Re: RFR JDK-8011200 (was 7143928) : (coll) Optimize for Empty ArrayList and HashMap

Martin Buchholz Tue, 09 Apr 2013 19:57:31 -0700

Mike, thanks.

I don't see anything wrong in this version, although the ongoing
complexification and special-case-ification (with attendant risk of bugs)
of ArrayList and HashMap, the two most didactically important classes,
continue to bother me.  This change continues to feel marginal.  Anyways,
this is OK with me if it's OK with Alan.


The original code that shifts by one every time has a certain elegance, and
because it's rare to need more than one doubling, is also hard to beat
performance-wise.

 546             while (newCapacity < targetCapacity)
 547                 newCapacity <<= 1;

---

should there be an "else" added in the code below?
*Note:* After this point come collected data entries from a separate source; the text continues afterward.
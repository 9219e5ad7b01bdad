//! Region properties and pruning
//!
//! Per-label streaming statistics over a `(LabelResult, ScalarGrid)`
//! pair: centroid, mean value, size, and a 2x2-covariance ellipse fit.
//! Also provides the label-compaction pruning used both by callers and
//! by the watershed finalize pass.

use crate::error::{SegmentError, SegmentResult};
use crate::segmenter::LabelResult;
use gridseg_core::{Pixel, ScalarGrid, ScalarStat};

/// Properties of one labeled region: geometric (centroid, size, shape)
/// and physical (mean of the underlying grid values).
///
/// All statistics are accumulated in a single streaming pass; no
/// per-cell lists are retained.
#[derive(Debug, Clone, Default)]
pub struct RegionProperty {
    row_stat: ScalarStat,
    col_stat: ScalarStat,
    val_stat: ScalarStat,
    rowcol_stat: ScalarStat,
}

impl RegionProperty {
    fn update(&mut self, row: usize, col: usize, val: i32) {
        let (r, c) = (row as f64, col as f64);
        self.row_stat.update(r);
        self.col_stat.update(c);
        self.val_stat.update(val as f64);
        self.rowcol_stat.update(r * c);
    }

    /// Centroid row coordinate.
    pub fn centroid_row(&self) -> f64 {
        self.row_stat.mean()
    }

    /// Centroid column coordinate.
    pub fn centroid_col(&self) -> f64 {
        self.col_stat.mean()
    }

    /// Mean grid value over the region.
    pub fn mean_value(&self) -> f64 {
        self.val_stat.mean()
    }

    /// Number of cells in the region.
    pub fn size(&self) -> usize {
        self.row_stat.count() as usize
    }

    /// Fit an ellipse to the region via the closed-form
    /// eigen-decomposition of the 2x2 spatial covariance matrix.
    /// Semi-axis lengths are `2 * sqrt(eigenvalue)`.
    pub fn ellipse_fit(&self) -> Ellipse {
        let center_row = self.row_stat.mean();
        let center_col = self.col_stat.mean();
        let s11 = self.row_stat.variance();
        let s22 = self.col_stat.variance();
        let s12 = self.rowcol_stat.mean() - center_row * center_col;
        let mut disc = (s11 - s22) * (s11 - s22) + 4.0 * s12 * s12;
        disc = if disc >= 1e-5 { disc.sqrt() } else { 0.0 };
        let eigen1 = (s11 + s22 + disc) / 2.0;
        let eigen2 = (s11 + s22 - disc) / 2.0;

        let norm = ((eigen1 - s11) * (eigen1 - s11) + s12 * s12).sqrt();
        let (v1, v2) = if norm > 1e-12 {
            (s12 / norm, (eigen1 - s11) / norm)
        } else {
            // diagonal covariance with the major axis along rows
            (1.0, 0.0)
        };

        let a = 2.0 * eigen1.max(0.0).sqrt();
        let b = 2.0 * eigen2.max(0.0).sqrt();
        let phi = v2.atan2(v1).to_degrees();
        Ellipse::new(center_row, center_col, a, b, phi)
    }

    /// Compute properties for every region of a labeling.
    ///
    /// Returns a vector indexed by region id, `1..=max_label`; index 0
    /// is reserved for the background and left empty.
    ///
    /// # Errors
    ///
    /// Returns [`SegmentError::ShapeMismatch`] if the label and value
    /// grids disagree in shape.
    pub fn compute(label: &LabelResult, data: &ScalarGrid) -> SegmentResult<Vec<RegionProperty>> {
        check_shapes(label, data)?;
        let mut props = vec![RegionProperty::default(); label.max_label + 1];
        for i in 0..data.rows() {
            for j in 0..data.cols() {
                let id = label.labels.at(i, j);
                if id > 0 {
                    props[id as usize].update(i, j, data.at(i, j));
                }
            }
        }
        Ok(props)
    }
}

/// An ellipse fitted to a region, in cell coordinates.
#[derive(Debug, Clone, Copy)]
pub struct Ellipse {
    /// Center row coordinate.
    pub center_row: f64,
    /// Center column coordinate.
    pub center_col: f64,
    /// Semi-axis along the orientation.
    pub a: f64,
    /// Semi-axis across the orientation.
    pub b: f64,
    /// Orientation in degrees, measured from the row axis.
    pub phi: f64,
    sin_phi: f64,
    cos_phi: f64,
}

impl Ellipse {
    /// Create an ellipse; `phi` is in degrees.
    pub fn new(center_row: f64, center_col: f64, a: f64, b: f64, phi: f64) -> Self {
        Self {
            center_row,
            center_col,
            a,
            b,
            phi,
            sin_phi: phi.to_radians().sin(),
            cos_phi: phi.to_radians().cos(),
        }
    }

    /// Ratio of minor to major semi-axis; 1 for a degenerate fit.
    pub fn aspect_ratio(&self) -> f64 {
        if self.a != 0.0 { self.b / self.a } else { 1.0 }
    }

    /// Whether the point lies strictly inside the ellipse.
    pub fn contains(&self, row: f64, col: f64) -> bool {
        let or = row - self.center_row;
        let oc = col - self.center_col;
        let rot_r = or * self.cos_phi + oc * self.sin_phi;
        let rot_c = -or * self.sin_phi + oc * self.cos_phi;
        let dr = rot_r / self.a;
        let dc = rot_c / self.b;
        dr * dr + dc * dc < 1.0
    }
}

/// All the cells of each region, indexed by region id (index 0 is
/// empty). Unlike [`RegionProperty::compute`] this retains per-cell
/// lists; callers needing only aggregates should prefer the streaming
/// pass.
///
/// # Errors
///
/// Returns [`SegmentError::ShapeMismatch`] if the grids disagree in
/// shape.
pub fn region_pixels(label: &LabelResult, data: &ScalarGrid) -> SegmentResult<Vec<Vec<Pixel>>> {
    check_shapes(label, data)?;
    let mut regions: Vec<Vec<Pixel>> = vec![Vec::new(); label.max_label + 1];
    for i in 0..data.rows() {
        for j in 0..data.cols() {
            let id = label.labels.at(i, j);
            if id > 0 {
                regions[id as usize].push(Pixel::new(i as i32, j as i32, data.at(i, j)));
            }
        }
    }
    Ok(regions)
}

/// Remove the regions for which `keep` is false, renumbering the
/// survivors so ids stay contiguous `1..=k`.
///
/// # Errors
///
/// Returns [`SegmentError::InvalidParameters`] if `keep` is not
/// indexed `0..=max_label`.
pub fn prune(input: &LabelResult, keep: &[bool]) -> SegmentResult<LabelResult> {
    if keep.len() != input.max_label + 1 {
        return Err(SegmentError::InvalidParameters(format!(
            "keep has {} entries for {} regions",
            keep.len(),
            input.max_label
        )));
    }
    Ok(compact_labels(input, keep))
}

/// Remove regions smaller than `size_thresh` cells, renumbering the
/// survivors. With a threshold of 0 this is a no-op.
///
/// # Errors
///
/// Returns [`SegmentError::ShapeMismatch`] if the label and value
/// grids disagree in shape.
pub fn prune_by_size(
    input: &LabelResult,
    data: &ScalarGrid,
    size_thresh: usize,
) -> SegmentResult<LabelResult> {
    let props = RegionProperty::compute(input, data)?;
    let keep: Vec<bool> = props
        .iter()
        .enumerate()
        .map(|(id, p)| id > 0 && p.size() >= size_thresh)
        .collect();
    Ok(compact_labels(input, &keep))
}

/// Rewrite a labeling through an old-id -> new-id compaction map built
/// from `keep`. Shared by the pruning entry points and the watershed
/// finalize pass.
pub(crate) fn compact_labels(input: &LabelResult, keep: &[bool]) -> LabelResult {
    let mut new_id = vec![0i32; keep.len()];
    let mut num_regions = 0i32;
    for (old, &k) in keep.iter().enumerate().skip(1) {
        if k {
            num_regions += 1;
            new_id[old] = num_regions;
        }
    }

    let mut labels = ScalarGrid::like(&input.labels, 0, 0);
    for i in 0..labels.rows() {
        for j in 0..labels.cols() {
            let old = input.labels.at(i, j);
            if old > 0 {
                labels.set_unchecked(i, j, new_id[old as usize]);
            }
        }
    }
    LabelResult {
        labels,
        max_label: num_regions as usize,
    }
}

fn check_shapes(label: &LabelResult, data: &ScalarGrid) -> SegmentResult<()> {
    if !label.labels.same_shape(data) {
        return Err(SegmentError::ShapeMismatch {
            label_rows: label.labels.rows(),
            label_cols: label.labels.cols(),
            value_rows: data.rows(),
            value_cols: data.cols(),
        });
    }
    Ok(())
}

#[cfg(test)]
mod tests {
    use super::*;
    use crate::segmenter::Segmenter;
    use crate::threshold::ThresholdSegmenter;

    fn two_region_fixture() -> (ScalarGrid, LabelResult) {
        let data = ScalarGrid::from_rows(
            vec![
                vec![9, 9, 0, 0],
                vec![9, 9, 0, 0],
                vec![0, 0, 0, 0],
                vec![0, 0, 0, 6],
            ],
            -1,
        )
        .unwrap();
        let result = ThresholdSegmenter::new(5).label(&data);
        (data, result)
    }

    #[test]
    fn test_compute_centroid_and_mean() {
        let (data, result) = two_region_fixture();
        let props = RegionProperty::compute(&result, &data).unwrap();
        assert_eq!(props.len(), 3);
        assert_eq!(props[1].size(), 4);
        assert!((props[1].centroid_row() - 0.5).abs() < 1e-12);
        assert!((props[1].centroid_col() - 0.5).abs() < 1e-12);
        assert!((props[1].mean_value() - 9.0).abs() < 1e-12);
        assert_eq!(props[2].size(), 1);
        assert!((props[2].mean_value() - 6.0).abs() < 1e-12);
    }

    #[test]
    fn test_compute_shape_mismatch() {
        let (_, result) = two_region_fixture();
        let other = ScalarGrid::new(3, 3, 0, -1).unwrap();
        assert!(matches!(
            RegionProperty::compute(&result, &other),
            Err(SegmentError::ShapeMismatch { .. })
        ));
    }

    #[test]
    fn test_region_pixels() {
        let (data, result) = two_region_fixture();
        let regions = region_pixels(&result, &data).unwrap();
        assert_eq!(regions[1].len(), 4);
        assert_eq!(regions[2], vec![Pixel::new(3, 3, 6)]);
    }

    #[test]
    fn test_prune_by_size() {
        let (data, result) = two_region_fixture();
        let pruned = prune_by_size(&result, &data, 2).unwrap();
        assert_eq!(pruned.max_label, 1);
        assert_eq!(pruned.labels.at(0, 0), 1);
        assert_eq!(pruned.labels.at(3, 3), 0);
    }

    #[test]
    fn test_prune_zero_threshold_is_noop() {
        let (data, result) = two_region_fixture();
        let pruned = prune_by_size(&result, &data, 0).unwrap();
        assert_eq!(pruned.max_label, result.max_label);
        assert_eq!(pruned.labels, result.labels);
    }

    #[test]
    fn test_prune_keep_mask() {
        let (_, result) = two_region_fixture();
        let pruned = prune(&result, &[false, false, true]).unwrap();
        assert_eq!(pruned.max_label, 1);
        assert_eq!(pruned.labels.at(3, 3), 1);
        assert_eq!(pruned.labels.at(0, 0), 0);
        assert!(prune(&result, &[false, true]).is_err());
    }

    #[test]
    fn test_ellipse_fit_elongated() {
        // 11x3 horizontal bar: major axis along columns
        let data = ScalarGrid::new(7, 15, 0, -1).unwrap();
        let mut labels = ScalarGrid::like(&data, 0, 0);
        for i in 2..5usize {
            for j in 2..13usize {
                labels.set(i, j, 1).unwrap();
            }
        }
        let result = LabelResult {
            labels,
            max_label: 1,
        };
        let props = RegionProperty::compute(&result, &data).unwrap();
        let e = props[1].ellipse_fit();
        assert!((e.center_row - 3.0).abs() < 1e-9);
        assert!((e.center_col - 7.0).abs() < 1e-9);
        // larger eigenvalue comes from the column spread
        assert!(e.a > e.b);
        assert!((e.phi.abs() - 90.0).abs() < 1e-6);
        assert!(e.contains(3.0, 7.0));
        assert!(!e.contains(3.0, 14.9));
        assert!(e.aspect_ratio() < 1.0);
    }
}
 563         if (table == EMPTY_TABLE) { 564
inflateTable(Math.max((int) (numKeysToBeAdded * loadFactor),
threshold)); 565         } 566
 567         /*
 568          * Expand the map if the map if the number of mappings to be added
 569          * is greater than or equal to threshold.  This is
conservative; the
 570          * obvious condition is (m.size() + size) >= threshold, but this
 571          * condition could result in a map with twice the
appropriate capacity,
 572          * if the keys to be added overlap with the keys already
in this map.
 573          * By using the conservative calculation, we subject ourself
 574          * to at most one extra resize.
 575          */
 576         if (numKeysToBeAdded > threshold) {

---

There are now so many "if (isEmpty())" checks that I wonder again whether
it would be better to use a null for the empty table, since null checks are
closer to free.

---

Style:
"""
Inflates the table.
"""

 285      * Inflate the table

---

288 // Find a power of 2 >= initialCapacity

There's no "initialCapacity" variable here.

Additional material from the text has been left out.